Band aid… Reuniting with friends, achieving dreams

A scene from the play

A scene from the play

Those interested in poetry and European literature will ever remember William Shakespeare, who in expressing his love through music said: “If music be the food of love, play on; give me excess of it!” This truism was recently brought to theatre lovers at Terra Kulture in a musical play titled, Band Aid.

A collaboration of Majmua Theatre, Live Theatre on Sunday and Terra Kulture, the play, written by Abiodun Kassim, tells the story of three struggling, talented young men, Femi (Patrick Diabuah), Flex (Tosin Gregory) and Tony (Femi Leye) who apart from being bond by their love for music, plan to get Nigeria’s first Billboard Top 100 hit.

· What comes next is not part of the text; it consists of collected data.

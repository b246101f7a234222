//! Output path derivation for generation entries

use crate::run::{NamingPolicy, RunDefinition};
use std::path::{Path, PathBuf};
use unicode_normalization::UnicodeNormalization;

/// Normalize a key for use as a path segment.
///
/// Keys are normalized to NFC so the same declared key always produces the
/// same bytes on disk regardless of how the source config encoded it.
pub fn normalize_key(key: &str) -> String {
    key.nfc().collect()
}

/// Derive the output file path for one entry.
///
/// `key_path` is the ordered root-to-node key sequence, inclusive; it is
/// never empty. The result is computed once at merge time and cached on the
/// entry, never recomputed during rendering or writing.
pub fn resolve_entry_path(
    source_root: &Path,
    key_path: &[String],
    run: &RunDefinition,
) -> PathBuf {
    let keys: Vec<String> = key_path.iter().map(|k| normalize_key(k)).collect();

    let fold_last_key = match run.naming {
        NamingPolicy::AllKeysAsDirs => false,
        // A lone key keeps its directory so single-key runs from different
        // roots cannot collide on the same file name in the source root.
        NamingPolicy::PrependLastKey => keys.len() > 1,
        NamingPolicy::PrependLastKeyIfSingleEntry => run.leaf_count() == 1,
    };

    let (dirs, file_name) = match (fold_last_key, keys.split_last()) {
        (true, Some((last, dirs))) => (dirs, format!("{}_{}.{}", last, run.name, run.suffix)),
        _ => (&keys[..], format!("{}.{}", run.name, run.suffix)),
    };

    let mut path = source_root.to_path_buf();
    if let Some(base_dir) = &run.base_dir {
        path.push(base_dir);
    }
    for dir in dirs {
        path.push(dir);
    }
    path.push(file_name);
    path
}
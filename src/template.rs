//! Template loading and rendering via Tera
//!
//! The generation core only needs an opaque render-to-text capability; the
//! traits here are that seam. The Tera-backed implementation is the one the
//! CLI wires in, loading templates from a directory glob.

use crate::context::RenderContext;
use crate::error::GenError;
use std::path::Path;
use std::sync::Arc;
use tera::Tera;

/// A resolved template that can render one entry's context to text.
pub trait Template: Send + Sync {
    fn render(&self, ctx: &RenderContext) -> Result<String, GenError>;
}

/// Resolves template identifiers to shared template handles.
///
/// Resolution happens once per run, before any tree construction for that
/// run; an unknown identifier aborts the whole generation pass.
pub trait TemplateLoader {
    fn load(&self, run_name: &str, template_id: &str) -> Result<Arc<dyn Template>, GenError>;
}

/// Template loader backed by a Tera instance.
pub struct TeraLoader {
    tera: Arc<Tera>,
}

impl TeraLoader {
    /// Load all templates under `dir` (any extension, recursively).
    pub fn from_dir(dir: &Path) -> Result<Self, GenError> {
        let glob = format!("{}/**/*", dir.display());
        let tera = Tera::new(&glob)
            .map_err(|e| GenError::Config(format!("failed to load templates from {:?}: {}", dir, e)))?;
        Ok(Self::from_tera(tera))
    }

    /// Wrap an already-populated Tera instance.
    pub fn from_tera(tera: Tera) -> Self {
        Self {
            tera: Arc::new(tera),
        }
    }
}

impl TemplateLoader for TeraLoader {
    fn load(&self, run_name: &str, template_id: &str) -> Result<Arc<dyn Template>, GenError> {
        if let Err(e) = self.tera.get_template(template_id) {
            return Err(GenError::TemplateNotFound {
                run: run_name.to_string(),
                template: template_id.to_string(),
                source: e,
            });
        }
        Ok(Arc::new(TeraTemplate {
            tera: Arc::clone(&self.tera),
            name: template_id.to_string(),
        }))
    }
}

struct TeraTemplate {
    tera: Arc<Tera>,
    name: String,
}

impl Template for TeraTemplate {
    fn render(&self, ctx: &RenderContext) -> Result<String, GenError> {
        let tera_ctx = tera::Context::from_serialize(ctx).map_err(|e| GenError::Render {
            run: ctx.gen_run_entry.run.clone(),
            path: ctx.gen_run_entry.path.clone().into(),
            source: e,
        })?;
        self.tera
            .render(&self.name, &tera_ctx)
            .map_err(|e| GenError::Render {
                run: ctx.gen_run_entry.run.clone(),
                path: ctx.gen_run_entry.path.clone().into(),
                source: e,
            })
    }
}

As determined as each person is in the group, they all have their different character traits, which, instead of bringing them close to their set goal, stands them apart and make them to work at cross purposes. Flex is an extrovert and would go for anything in skirt; Tony is the opposite, while Femi is the calm type who coordinates things.

For his maturity at handling issues, Femi decides what happens in the group. This is the case until Ivie (Goodness Emmanuel), also a music enthusiast, meets and falls in love with the group. On meeting Ivie, the boys believe they will be better organised, but little did they know she is just out of a failed love relationship and wants to use the threesome for a new beginning, another chance at kick-starting her life, forget her frustrating past and chart a new path. She becomes part of the band, and joins them at rehearsals and sometimes being the lead singer.

On seeing the serious of the boys in attaining their goal, Shekere (Toyin Osinaike) their mentor promises them a huge concert, which would not only publicise the group, but also boost their finances. Just as the boys work and look forward to seeing the day come to pass, armed robbers attack and collect all of Shekere’s money. This devastates the boys and almost makes them give singing as a group.

However, Ivie who is just recovering from the bitter experience she has had with her boyfriend, falls in love with Femi. The lovebird raise the morale of the remaining band members, gives the group a lifeline and eventually changes the name of the group from ‘Hustlers’ to ‘Band Aid.’

With Kenneth Uphopho as director and Tony Akhigbe as music director, the musical play ends abruptly, leaving the audience to doubt the possibility of the group reaching their dreamland.

In highlighting multiply themes, which include determination, love, group organisation and others, the cast masterfully interprets the storyline, making the audience to feel and associate with it, which to a large extent, aides its comprehension. The cast lives upto its billing, as its body language and delivery show its deep understanding of the play.

Ivie, who represents the average strong and powerful Nigerian woman who, in spite of her situation, never gives up. It showcases high level of proficiency in her performance. Her mien, dress sense and carriage were just too suitable of her role. The character flow of all the cast appeared natural, while dialogue and acting were no less realistic. The audience could understand, hear, and situate the story to what is currently happening in our society.

The house lighting crew also did a great job, as the series of blackouts and fade in gave room for smooth scene changes, which helped in the storytelling. The use of pyrotechnic lighting in certain scenes created the feeling of excitement and further brought out the real life situation. There was also good use of floodlight in the various scenes.

Despite the good directing skill, however, the stage, to a reasonable extent, did not reflect the home of any upcoming acts, as there were no pictures of any artistes on the walls and the furniture was scanty, leaving the impression that the space is more of stage than a living room.